WHAT IS BEING ASKED
Figure out the number of lines in the entries that hold the string "AgentMessage", then give that number and nothing else.

EXTRACTED MATERIAL

[Start of section]

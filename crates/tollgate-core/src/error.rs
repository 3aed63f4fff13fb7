//! Error types for Tollgate Core

use thiserror::Error;
use tollgate_arcade::ArcadeError;

/// Result type alias using Tollgate Error
pub type Result<T> = std::result::Result<T, Error>;

/// Tollgate error types
#[derive(Error, Debug)]
pub enum Error {
    #[error("Missing {0}. Set it in your environment.")]
    MissingEnv(&'static str),

    #[error("Configuration error: {0}")]
    Config(String),

    #[error("Authorization error: {0}")]
    Authorization(String),

    #[error("Runtime error: {0}")]
    Runtime(String),

    #[error("Provider error: {0}")]
    Provider(String),

    #[error("Tool error: {0}")]
    Tool(String),

    #[error("Console error: {0}")]
    Console(String),

    #[error("Tool service error: {0}")]
    Arcade(#[from] ArcadeError),

    #[error("IO error: {0}")]
    Io(#[from] std::io::Error),

    #[error("Serialization error: {0}")]
    Serialization(#[from] serde_json::Error),
}
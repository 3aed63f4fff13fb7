//! Built-in system prompt

/// Default instructions: a news research agent built around
/// `GoogleNews_SearchNewsStories`. Replace it with `system_prompt` in the
/// config file when other toolkits are configured.
pub const DEFAULT_SYSTEM_PROMPT: &str = r#"You are a news research assistant. You find, summarize, and compare recent news stories using the GoogleNews_SearchNewsStories tool.

## Using the tool

- Search before making any claim about recent events. Never invent article content.
- Parameters:
  - keywords (required): a short, specific search string
  - language_code (optional, default "en"): 2-letter language code
  - country_code (optional): 2-letter country code, e.g. "us"
  - limit (optional): number of articles; 3 to 10 is enough for a summary
- For comparisons, run one search per subject and say when coverage is uneven.
- For trends, fetch a wider set (10 to 20 articles) and group them by theme.

## Answering

- Lead with the most important facts in 2 to 4 bullet points.
- Cite every article you rely on as: Title - Source - URL.
- Mark missing fields plainly, e.g. "date not provided in result".
- Label inference as analysis, separate from reported facts.

## When things go wrong

- No results: suggest broader keywords or dropping the country filter.
- Tool error or rate limit: say so and suggest retrying shortly.
- Ambiguous request: ask one targeted question (country, time window, language, or number of articles) before searching.
"#;
//! Interactive terminal console

use std::io::Write;
use std::time::Duration;

use console::style;
use dialoguer::{theme::ColorfulTheme, Confirm};
use indicatif::{ProgressBar, ProgressStyle};
use rustyline::error::ReadlineError;
use rustyline::DefaultEditor;

use tollgate_core::{AgentMessage, Console, Error, Notice, Result};

/// Tool output shown inline is cut to this many characters
const PREVIEW_CHARS: usize = 200;

/// Console backed by a line editor on stdin/stdout
pub struct TerminalConsole {
    editor: DefaultEditor,
    spinner: Option<ProgressBar>,
    /// Streamed text left the cursor mid-line
    mid_line: bool,
}

impl TerminalConsole {
    pub fn new() -> Result<Self> {
        let editor = DefaultEditor::new().map_err(|e| Error::Console(e.to_string()))?;
        Ok(Self {
            editor,
            spinner: None,
            mid_line: false,
        })
    }

    fn end_line(&mut self) {
        if self.mid_line {
            println!();
            self.mid_line = false;
        }
    }

    fn start_spinner(&mut self, message: &'static str) {
        let spinner = ProgressBar::new_spinner();
        if let Ok(spinner_style) = ProgressStyle::default_spinner().template("{spinner:.blue} {msg}") {
            spinner.set_style(spinner_style);
        }
        spinner.set_message(message);
        spinner.enable_steady_tick(Duration::from_millis(100));
        self.spinner = Some(spinner);
    }

    fn stop_spinner(&mut self) {
        if let Some(spinner) = self.spinner.take() {
            spinner.finish_and_clear();
        }
    }

    fn show_message(&mut self, message: &AgentMessage) {
        match message {
            AgentMessage::Assistant { content, tool_calls } => {
                if !content.trim().is_empty() {
                    println!("{}: {}", style("Assistant").bold().green(), content);
                }
                for name in tool_calls {
                    println!("  {} {}", style("[Calling:").dim(), style(format!("{}]", name)).yellow());
                }
            }
            AgentMessage::Tool { name, content, success } => {
                if *success {
                    println!("  {} {}", style("✓").green(), style(format!("{} completed", name)).dim());
                } else {
                    println!("  {} {}", style("✗").red(), style(format!("{} failed", name)).dim());
                }
                let shown = preview(content, PREVIEW_CHARS);
                if !shown.is_empty() {
                    println!("    {}", style(shown).dim());
                }
            }
        }
    }
}

/// First line of `text`, cut to `max` characters
fn preview(text: &str, max: usize) -> String {
    let first = text.lines().next().unwrap_or_default().trim();
    if first.chars().count() <= max && !text.trim().contains('\n') {
        return first.to_string();
    }
    let cut: String = first.chars().take(max).collect();
    format!("{}...", cut)
}

impl Console for TerminalConsole {
    fn read_line(&mut self, prompt: &str) -> Result<Option<String>> {
        self.end_line();
        match self.editor.readline(prompt) {
            Ok(line) => {
                if !line.trim().is_empty() {
                    let _ = self.editor.add_history_entry(line.as_str());
                }
                Ok(Some(line))
            }
            Err(ReadlineError::Eof | ReadlineError::Interrupted) => Ok(None),
            Err(e) => Err(Error::Console(e.to_string())),
        }
    }

    fn confirm(&mut self, question: &str) -> Result<bool> {
        self.end_line();
        self.stop_spinner();
        Confirm::with_theme(&ColorfulTheme::default())
            .with_prompt(question)
            .default(false)
            .interact()
            .map_err(|e| Error::Console(e.to_string()))
    }

    fn show(&mut self, notice: Notice<'_>) {
        if !matches!(notice, Notice::Delta(_)) {
            self.end_line();
        }

        match notice {
            Notice::Welcome => {
                println!("{}", style("Welcome to the chatbot! Type 'exit' to quit.").green());
            }
            Notice::Goodbye => {
                self.stop_spinner();
                println!("{}", style("Bye...").red());
            }
            Notice::Delta(text) => {
                if !self.mid_line {
                    print!("{}: ", style("Assistant").bold().green());
                    self.mid_line = true;
                }
                print!("{}", text);
                let _ = std::io::stdout().flush();
            }
            Notice::Message(message) => self.show_message(message),
            Notice::AuthorizationRequired { tool_name, url } => {
                println!(
                    "{} {}",
                    style("Authorization required for").yellow(),
                    style(tool_name).bold()
                );
                println!("  Please authorize in your browser: {}", style(url).cyan().underlined());
            }
            Notice::AwaitingAuthorization => {
                self.start_spinner("Waiting for you to complete authorization...");
            }
            Notice::AuthorizationGranted => {
                self.stop_spinner();
                println!("{}", style("Authorization granted. Resuming...").green());
            }
            Notice::AuthorizationFailed { error } => {
                self.stop_spinner();
                eprintln!("{}", style(format!("Authorization failed: {}", error)).red());
            }
            Notice::ApprovalRequired { tool_name, input } => {
                println!(
                    "{} {}",
                    style("Approval required for").yellow(),
                    style(tool_name).bold()
                );
                let args = serde_json::to_string_pretty(input).unwrap_or_else(|_| input.to_string());
                for line in args.lines() {
                    println!("  {}", style(line).dim());
                }
            }
            Notice::UnsupportedInterruption => {
                println!("{}", style("Skipped an unsupported interruption (denied).").yellow());
            }
            Notice::TurnFailed { error } => {
                self.stop_spinner();
                eprintln!("{}", style(format!("Error: {}", error)).red());
                eprintln!("{}", style("You can try again.").dim());
            }
        }
    }
}
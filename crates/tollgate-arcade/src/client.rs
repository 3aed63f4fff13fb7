//! Arcade HTTP client

use std::time::Duration;

use reqwest::{Client, RequestBuilder, Response};
use serde::de::DeserializeOwned;
use serde_json::Value;
use tracing::{debug, info};
use url::Url;

use crate::protocol::{
    AuthorizationResponse, AuthorizationStatus, AuthorizeToolRequest, ExecuteToolRequest,
    ExecuteToolResponse, ToolDefinition, ToolPage,
};
use crate::AUTH_STATUS_WAIT_SECS;

/// Page size used when walking the tool listing
const PAGE_SIZE: usize = 50;

/// Client for the Arcade tool service
#[derive(Clone)]
pub struct ArcadeClient {
    base_url: Url,
    api_key: String,
    http: Client,
}

impl ArcadeClient {
    /// Request timeout; must outlast a status long-poll
    const REQUEST_TIMEOUT: Duration = Duration::from_secs(AUTH_STATUS_WAIT_SECS + 15);

    /// Create a client against `base_url`; a path prefix is kept
    pub fn with_base_url(api_key: impl Into<String>, base_url: &str) -> Result<Self, ArcadeError> {
        let mut base_url = Url::parse(base_url)
            .map_err(|e| ArcadeError::InvalidUrl(format!("{}: {}", base_url, e)))?;
        // Url::join replaces the last segment unless the path ends in '/'
        if !base_url.path().ends_with('/') {
            let path = format!("{}/", base_url.path());
            base_url.set_path(&path);
        }

        let http = Client::builder()
            .timeout(Self::REQUEST_TIMEOUT)
            .user_agent(concat!("tollgate/", env!("CARGO_PKG_VERSION")))
            .build()
            .map_err(|e| ArcadeError::Transport(e.to_string()))?;

        Ok(Self {
            base_url,
            api_key: api_key.into(),
            http,
        })
    }

    /// Build an endpoint URL below the base URL
    pub fn endpoint(&self, path: &str) -> Result<Url, ArcadeError> {
        self.base_url
            .join(path)
            .map_err(|e| ArcadeError::InvalidUrl(format!("{}: {}", path, e)))
    }

    /// List the tools of one toolkit, up to `limit` definitions
    pub async fn list_tools(
        &self,
        toolkit: &str,
        user_id: &str,
        limit: usize,
    ) -> Result<Vec<ToolDefinition>, ArcadeError> {
        let url = self.endpoint("v1/tools")?;
        let mut tools = Vec::new();

        while tools.len() < limit {
            let page_size = PAGE_SIZE.min(limit - tools.len());
            let offset = tools.len();
            let request = self.http.get(url.clone()).query(&[
                ("toolkit", toolkit.to_string()),
                ("user_id", user_id.to_string()),
                ("limit", page_size.to_string()),
                ("offset", offset.to_string()),
            ]);

            let page: ToolPage = self.send(request).await?;
            let fetched = page.items.len();
            tools.extend(page.items);

            let exhausted = page
                .total_count
                .map(|total| tools.len() as u64 >= total)
                .unwrap_or(false);
            if fetched < page_size || exhausted {
                break;
            }
        }

        debug!(toolkit, count = tools.len(), "Listed tools");
        Ok(tools)
    }

    /// Fetch a single tool definition by qualified name
    pub async fn get_tool(&self, name: &str) -> Result<ToolDefinition, ArcadeError> {
        let url = self.endpoint(&format!("v1/tools/{}", name))?;
        self.send(self.http.get(url)).await
    }

    /// Start (or look up) the authorization for a tool on behalf of a user
    pub async fn authorize(
        &self,
        tool_name: &str,
        user_id: &str,
    ) -> Result<AuthorizationResponse, ArcadeError> {
        let url = self.endpoint("v1/tools/authorize")?;
        let body = AuthorizeToolRequest { tool_name, user_id };
        let response: AuthorizationResponse = self.send(self.http.post(url).json(&body)).await?;
        debug!(tool_name, status = %response.status, "Authorization checked");
        Ok(response)
    }

    /// Read the status of an authorization, holding the request open up to `wait_secs`
    pub async fn auth_status(
        &self,
        id: &str,
        wait_secs: u64,
    ) -> Result<AuthorizationResponse, ArcadeError> {
        let url = self.endpoint("v1/auth/status")?;
        let request = self
            .http
            .get(url)
            .query(&[("id", id.to_string()), ("wait", wait_secs.to_string())]);
        self.send(request).await
    }

    /// Block until the user completes (or abandons) an authorization.
    ///
    /// There is no overall deadline: the status endpoint is long-polled
    /// until it reports a terminal state or the request fails.
    pub async fn wait_for_completion(&self, id: &str) -> Result<AuthorizationResponse, ArcadeError> {
        loop {
            let response = self.auth_status(id, AUTH_STATUS_WAIT_SECS).await?;
            match response.status {
                AuthorizationStatus::Completed => {
                    info!(id, "Authorization completed");
                    return Ok(response);
                }
                status if status.is_waiting() => {
                    debug!(id, %status, "Authorization still pending")
                }
                _ => return Err(ArcadeError::AuthorizationFailed(id.to_string())),
            }
        }
    }

    /// Execute a tool for a user
    pub async fn execute(
        &self,
        tool_name: &str,
        input: &Value,
        user_id: &str,
    ) -> Result<ExecuteToolResponse, ArcadeError> {
        let url = self.endpoint("v1/tools/execute")?;
        let body = ExecuteToolRequest {
            tool_name,
            input,
            user_id,
        };
        self.send(self.http.post(url).json(&body)).await
    }

    async fn send<T: DeserializeOwned>(&self, request: RequestBuilder) -> Result<T, ArcadeError> {
        let response = request
            .bearer_auth(&self.api_key)
            .send()
            .await
            .map_err(|e| ArcadeError::Transport(e.to_string()))?;

        let response = check_status(response).await?;

        response
            .json::<T>()
            .await
            .map_err(|e| ArcadeError::Protocol(e.to_string()))
    }
}

async fn check_status(response: Response) -> Result<Response, ArcadeError> {
    let status = response.status();
    if status.is_success() {
        return Ok(response);
    }

    let body = response.text().await.unwrap_or_default();
    Err(ArcadeError::Api {
        status: status.as_u16(),
        message: api_error_message(&body),
    })
}

/// Pull a readable message out of an error body
fn api_error_message(body: &str) -> String {
    serde_json::from_str::<Value>(body)
        .ok()
        .and_then(|v| {
            v.get("message")
                .or_else(|| v.get("error"))
                .and_then(|m| m.as_str())
                .map(|s| s.to_string())
        })
        .unwrap_or_else(|| body.trim().to_string())
}

/// Arcade client errors
#[derive(Debug, thiserror::Error)]
pub enum ArcadeError {
    #[error("Transport error: {0}")]
    Transport(String),
    #[error("Protocol error: {0}")]
    Protocol(String),
    #[error("API error ({status}): {message}")]
    Api { status: u16, message: String },
    #[error("Invalid URL: {0}")]
    InvalidUrl(String),
    #[error("Authorization failed: {0}")]
    AuthorizationFailed(String),
}
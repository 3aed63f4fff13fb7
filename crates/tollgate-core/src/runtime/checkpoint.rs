//! Per-session conversation state
//!
//! A checkpoint is the history the model sees plus, when the last pass stopped
//! on interruptions, the tool-call batch waiting for decisions.

use std::collections::HashMap;

use chrono::{DateTime, Utc};
use parking_lot::Mutex;
use serde::{Deserialize, Serialize};
use serde_json::Value;

/// A tool call requested by the model
#[derive(Debug, Clone, PartialEq, Serialize, Deserialize)]
pub struct ToolCallRequest {
    pub call_id: String,
    /// Model-facing tool name
    pub name: String,
    pub arguments: Value,
}

/// History entry, in model order
#[derive(Debug, Clone, PartialEq, Serialize, Deserialize)]
#[serde(tag = "role", rename_all = "snake_case")]
pub enum ConversationMessage {
    User {
        content: String,
    },
    Assistant {
        content: Option<String>,
        #[serde(default)]
        tool_calls: Vec<ToolCallRequest>,
    },
    Tool {
        call_id: String,
        name: String,
        content: String,
    },
}

impl ConversationMessage {
    pub fn user(content: impl Into<String>) -> Self {
        Self::User {
            content: content.into(),
        }
    }

    pub fn tool_result(call: &ToolCallRequest, content: impl Into<String>) -> Self {
        Self::Tool {
            call_id: call.call_id.clone(),
            name: call.name.clone(),
            content: content.into(),
        }
    }
}

/// Tool calls held back until the user decides on the interrupted ones
#[derive(Debug, Clone, PartialEq, Serialize, Deserialize)]
pub struct PendingBatch {
    /// Every call of the assistant message, in order
    pub calls: Vec<ToolCallRequest>,
    /// Indices into `calls` that raised an interruption, in emission order
    pub interrupted: Vec<usize>,
}

impl PendingBatch {
    /// Whether the call at `index` raised an interruption
    pub fn is_interrupted(&self, index: usize) -> bool {
        self.interrupted.contains(&index)
    }
}

/// Saved state of one session
#[derive(Debug, Clone, PartialEq, Serialize, Deserialize)]
pub struct Checkpoint {
    pub messages: Vec<ConversationMessage>,
    pub pending: Option<PendingBatch>,
    pub updated_at: DateTime<Utc>,
}

impl Default for Checkpoint {
    fn default() -> Self {
        Self {
            messages: Vec::new(),
            pending: None,
            updated_at: Utc::now(),
        }
    }
}

/// Persistence handle for session checkpoints
pub trait Checkpointer: Send + Sync {
    fn load(&self, session_id: &str) -> Option<Checkpoint>;
    fn save(&self, session_id: &str, checkpoint: Checkpoint);
}

/// Checkpoints kept for the lifetime of the process
#[derive(Debug, Default)]
pub struct MemoryCheckpointer {
    sessions: Mutex<HashMap<String, Checkpoint>>,
}

impl MemoryCheckpointer {
    pub fn new() -> Self {
        Self::default()
    }
}

impl Checkpointer for MemoryCheckpointer {
    fn load(&self, session_id: &str) -> Option<Checkpoint> {
        self.sessions.lock().get(session_id).cloned()
    }

    fn save(&self, session_id: &str, mut checkpoint: Checkpoint) {
        checkpoint.updated_at = Utc::now();
        self.sessions.lock().insert(session_id.to_string(), checkpoint);
    }
}
//! Authorization service interface and its Arcade implementation

use async_trait::async_trait;
use tracing::debug;

use tollgate_arcade::{ArcadeClient, AuthorizationStatus};

use crate::error::{Error, Result};
use crate::interrupt::AuthChallenge;

/// Outcome of checking a tool's authorization for a user
#[derive(Debug, Clone, PartialEq, Eq)]
pub enum AuthCheck {
    /// The user already granted access
    Authorized,
    /// The user must complete the challenge first
    Required(AuthChallenge),
}

/// Issues per-tool authorization challenges and waits on them
#[async_trait]
pub trait AuthorizationService: Send + Sync {
    /// Check a tool for a user, starting a challenge if access is missing
    async fn authorize(&self, tool_name: &str, user_id: &str) -> Result<AuthCheck>;

    /// Block until the challenge completes. No deadline is applied.
    async fn wait_for_completion(&self, challenge_id: &str) -> Result<()>;
}

/// Arcade-backed authorization
#[derive(Clone)]
pub struct ArcadeAuthorizer {
    client: ArcadeClient,
}

impl ArcadeAuthorizer {
    pub fn new(client: ArcadeClient) -> Self {
        Self { client }
    }
}

#[async_trait]
impl AuthorizationService for ArcadeAuthorizer {
    async fn authorize(&self, tool_name: &str, user_id: &str) -> Result<AuthCheck> {
        let response = self.client.authorize(tool_name, user_id).await?;
        debug!(tool_name, status = %response.status, "Authorization status");

        match response.status {
            AuthorizationStatus::Completed => Ok(AuthCheck::Authorized),
            AuthorizationStatus::Failed => Err(Error::Authorization(format!(
                "Authorization for {} failed",
                tool_name
            ))),
            AuthorizationStatus::NotStarted | AuthorizationStatus::Pending => {
                let id = response.id.ok_or_else(|| {
                    Error::Authorization(format!(
                        "Authorization for {} is pending but has no id",
                        tool_name
                    ))
                })?;
                Ok(AuthCheck::Required(AuthChallenge {
                    id,
                    url: response.url.unwrap_or_default(),
                }))
            }
        }
    }

    async fn wait_for_completion(&self, challenge_id: &str) -> Result<()> {
        self.client.wait_for_completion(challenge_id).await?;
        Ok(())
    }
}
//! Agent runtime interface
//!
//! The conversation loop drives an [`AgentRuntime`] one pass at a time: a pass
//! starts from a [`TurnInput`] and yields a stream of [`AgentUpdate`]s that
//! ends either when the model is done or when the runtime stops on
//! interruptions.
//!
//! [`ToolAgent`] is the shipped runtime. It binds a chat model to remote tools
//! and keeps per-session state in a [`Checkpointer`].

pub mod agent;
pub mod checkpoint;
pub mod model;

use async_trait::async_trait;
use futures::stream::BoxStream;
use serde::{Deserialize, Serialize};

use crate::error::Result;
use crate::interrupt::{Interruption, TurnInput};

pub use agent::{AgentSpec, ToolAgent};
pub use checkpoint::{
    Checkpoint, Checkpointer, ConversationMessage, MemoryCheckpointer, PendingBatch, ToolCallRequest,
};
pub use model::{ChatModel, DeltaSink, GenAiModel, ModelReply};

/// Session identifier used as the persistence key
pub type SessionId = String;

/// Updates of one pass
pub type UpdateStream = BoxStream<'static, Result<AgentUpdate>>;

/// How a pass reports progress
#[derive(Debug, Clone, Copy, Default, PartialEq, Eq, Serialize, Deserialize)]
#[serde(rename_all = "lowercase")]
pub enum StreamMode {
    /// One update per completed message
    #[default]
    Updates,
    /// Assistant text as it is generated, tool messages when complete
    Messages,
}

impl std::fmt::Display for StreamMode {
    fn fmt(&self, f: &mut std::fmt::Formatter<'_>) -> std::fmt::Result {
        match self {
            StreamMode::Updates => write!(f, "updates"),
            StreamMode::Messages => write!(f, "messages"),
        }
    }
}

/// Per-pass settings
#[derive(Debug, Clone, PartialEq, Eq)]
pub struct RunConfig {
    pub session_id: SessionId,
    pub mode: StreamMode,
}

impl RunConfig {
    pub fn new(session_id: impl Into<SessionId>, mode: StreamMode) -> Self {
        Self {
            session_id: session_id.into(),
            mode,
        }
    }
}

/// A complete message produced during a pass
#[derive(Debug, Clone, PartialEq, Serialize, Deserialize)]
#[serde(tag = "role", rename_all = "snake_case")]
pub enum AgentMessage {
    Assistant {
        content: String,
        /// Model-facing names of the tools the assistant asked for
        tool_calls: Vec<String>,
    },
    Tool {
        name: String,
        content: String,
        success: bool,
    },
}

/// One item of a pass's update stream
#[derive(Debug, Clone, PartialEq)]
pub enum AgentUpdate {
    Message(AgentMessage),
    /// Fragment of assistant text, only in [`StreamMode::Messages`]
    Delta(String),
    /// The pass stopped; these need decisions, in order
    Interrupt(Vec<Interruption>),
}

/// Executes reasoning and tool-call passes for a session
#[async_trait]
pub trait AgentRuntime: Send + Sync {
    /// Start a pass. The stream must be consumed to the end.
    async fn stream(&self, input: TurnInput, config: &RunConfig) -> Result<UpdateStream>;
}
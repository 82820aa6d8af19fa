//! The question/answer loop.
//!
//! A [`Session`] owns the lexicon and history for one process and moves through
//! `Idle -> Presenting -> Revealed -> Presenting -> ... -> Stopped`. Front ends
//! drive it either step by step (`draw`, `reveal`, `judge`, `stop`) or by
//! implementing [`Presenter`] and handing control to [`Session::run`].

use std::fmt;

use crate::error::{Result, WordGameError};
use crate::history::HistoryLog;
use crate::lexicon::Lexicon;
use crate::model::{AnswerEvent, Direction};
use crate::sampler::Sampler;
use crate::weights::{compute_distribution, Decay, Distribution};

/// Where the session is in the question cycle.
#[derive(Debug, Clone, Copy, PartialEq, Eq, Hash)]
pub enum SessionState {
    /// No question presented.
    Idle,
    /// A question is shown and its answer withheld.
    Presenting,
    /// The answer is shown, waiting for the learner's judgment.
    Revealed,
    /// Terminal; no further questions.
    Stopped,
}

impl fmt::Display for SessionState {
    fn fmt(&self, f: &mut fmt::Formatter<'_>) -> fmt::Result {
        match self {
            SessionState::Idle => write!(f, "idle"),
            SessionState::Presenting => write!(f, "presenting"),
            SessionState::Revealed => write!(f, "revealed"),
            SessionState::Stopped => write!(f, "stopped"),
        }
    }
}

/// The question currently on screen.
#[derive(Debug, Clone, PartialEq)]
pub struct Prompt {
    /// Lexicon index of the word being asked.
    pub word_index: usize,
    /// Which language is shown.
    pub direction: Direction,
    /// The text shown to the learner.
    pub text: String,
}

/// A learner action delivered by a front end.
#[derive(Debug, Clone, Copy, PartialEq, Eq)]
pub enum Command {
    Reveal,
    Judge(bool),
    Stop,
}

/// Presentation hooks for [`Session::run`].
///
/// The session never touches a display or keyboard itself; everything visible
/// goes through this trait.
pub trait Presenter {
    fn show_prompt(&mut self, prompt: &Prompt);
    fn show_answer(&mut self, prompt: &Prompt, answer: &str);
    fn show_run_count(&mut self, count: usize);
    /// Block until the learner acts. Returning [`Command::Stop`] ends the session.
    fn next_command(&mut self) -> Command;
}

/// One learner's training session.
pub struct Session {
    lexicon: Lexicon,
    history: HistoryLog,
    decay: Decay,
    sampler: Sampler,
    state: SessionState,
    current: Option<Prompt>,
}

impl Session {
    /// Start a session. Fails if the history names words the lexicon lacks.
    pub fn new(
        lexicon: Lexicon,
        history: HistoryLog,
        decay: Decay,
        sampler: Sampler,
    ) -> Result<Self> {
        lexicon.validate_history(history.events())?;
        tracing::info!(
            words = lexicon.len(),
            answers = history.len(),
            decay = decay.value(),
            "session started"
        );
        Ok(Self {
            lexicon,
            history,
            decay,
            sampler,
            state: SessionState::Idle,
            current: None,
        })
    }

    /// Pick the next question.
    ///
    /// Only accepted while idle: a question already on screen is never
    /// replaced without a judgment or a stop.
    pub fn draw(&mut self) -> Result<Prompt> {
        self.expect_state("draw", &[SessionState::Idle])?;

        let distribution = self.distribution()?;
        let word_index = self.sampler.sample_index(&distribution);
        let direction = self.sampler.sample_direction();
        let word = &self.lexicon.entries()[word_index];
        let prompt = Prompt {
            word_index,
            direction,
            text: direction.prompt_text(word).to_string(),
        };

        tracing::debug!(
            word = word_index,
            %direction,
            probability = distribution.get(word_index).unwrap_or_default(),
            "drew question"
        );

        self.current = Some(prompt.clone());
        self.state = SessionState::Presenting;
        Ok(prompt)
    }

    /// Show the withheld answer for the current question.
    pub fn reveal(&mut self) -> Result<String> {
        self.expect_state("reveal", &[SessionState::Presenting, SessionState::Revealed])?;
        let prompt = self.current_prompt("reveal")?;
        let answer = prompt
            .direction
            .answer_text(&self.lexicon.entries()[prompt.word_index])
            .to_string();
        self.state = SessionState::Revealed;
        Ok(answer)
    }

    /// Record the learner's judgment and draw the next question.
    ///
    /// The answer is durable in the history file before the next question is
    /// drawn. Returns the number of answers given in this run. If the history
    /// cannot be written the session stops.
    pub fn judge(&mut self, correct: bool) -> Result<usize> {
        self.expect_state("judge", &[SessionState::Revealed])?;
        let word_index = self.current_prompt("judge")?.word_index;

        let event = AnswerEvent::new(word_index, correct);
        if let Err(e) = self.history.append(event) {
            tracing::error!(error = ?e, "stopping session");
            self.halt();
            return Err(e);
        }
        tracing::debug!(
            word = word_index,
            correct,
            run = self.history.run_count(),
            "recorded answer"
        );

        self.state = SessionState::Idle;
        self.current = None;
        if let Err(e) = self.draw() {
            self.halt();
            return Err(e);
        }
        Ok(self.history.run_count())
    }

    /// End the session. Accepted in every state; repeated calls are no-ops.
    pub fn stop(&mut self) {
        if self.state != SessionState::Stopped {
            tracing::info!(
                run = self.history.run_count(),
                total = self.history.len(),
                "session stopped"
            );
        }
        self.halt();
    }

    /// Drive the session with a front end until it stops.
    ///
    /// Commands that do not fit the current state (judging before the answer is
    /// shown, revealing twice) are ignored. Returns the run count.
    pub fn run(&mut self, presenter: &mut dyn Presenter) -> Result<usize> {
        if self.state == SessionState::Stopped {
            return Ok(self.history.run_count());
        }
        if self.state == SessionState::Idle {
            self.draw()?;
        }
        if let Some(prompt) = &self.current {
            presenter.show_prompt(prompt);
        }

        loop {
            match (self.state, presenter.next_command()) {
                (_, Command::Stop) => {
                    self.stop();
                    break;
                }
                (SessionState::Presenting, Command::Reveal) => {
                    let answer = self.reveal()?;
                    if let Some(prompt) = &self.current {
                        presenter.show_answer(prompt, &answer);
                    }
                }
                (SessionState::Revealed, Command::Judge(correct)) => {
                    let count = self.judge(correct)?;
                    presenter.show_run_count(count);
                    if let Some(prompt) = &self.current {
                        presenter.show_prompt(prompt);
                    }
                }
                (state, command) => {
                    tracing::debug!(%state, ?command, "ignoring command");
                }
            }
        }

        Ok(self.history.run_count())
    }

    /// The current selection probabilities.
    pub fn distribution(&self) -> Result<Distribution> {
        compute_distribution(&self.lexicon, self.history.events(), self.decay)
    }

    pub fn state(&self) -> SessionState {
        self.state
    }

    pub fn current(&self) -> Option<&Prompt> {
        self.current.as_ref()
    }

    /// Answers given since this session started.
    pub fn run_count(&self) -> usize {
        self.history.run_count()
    }

    /// Answers in the whole history, including earlier runs.
    pub fn history_len(&self) -> usize {
        self.history.len()
    }

    pub fn lexicon(&self) -> &Lexicon {
        &self.lexicon
    }

    pub fn history(&self) -> &HistoryLog {
        &self.history
    }

    pub fn decay(&self) -> Decay {
        self.decay
    }

    fn halt(&mut self) {
        self.state = SessionState::Stopped;
        self.current = None;
    }

    fn expect_state(&self, action: &'static str, allowed: &[SessionState]) -> Result<()> {
        if allowed.contains(&self.state) {
            Ok(())
        } else {
            Err(WordGameError::InvalidTransition {
                action,
                state: self.state,
            })
        }
    }

    fn current_prompt(&self, action: &'static str) -> Result<&Prompt> {
        self.current.as_ref().ok_or(WordGameError::InvalidTransition {
            action,
            state: self.state,
        })
    }
}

[End of section]

TASK RESULT
6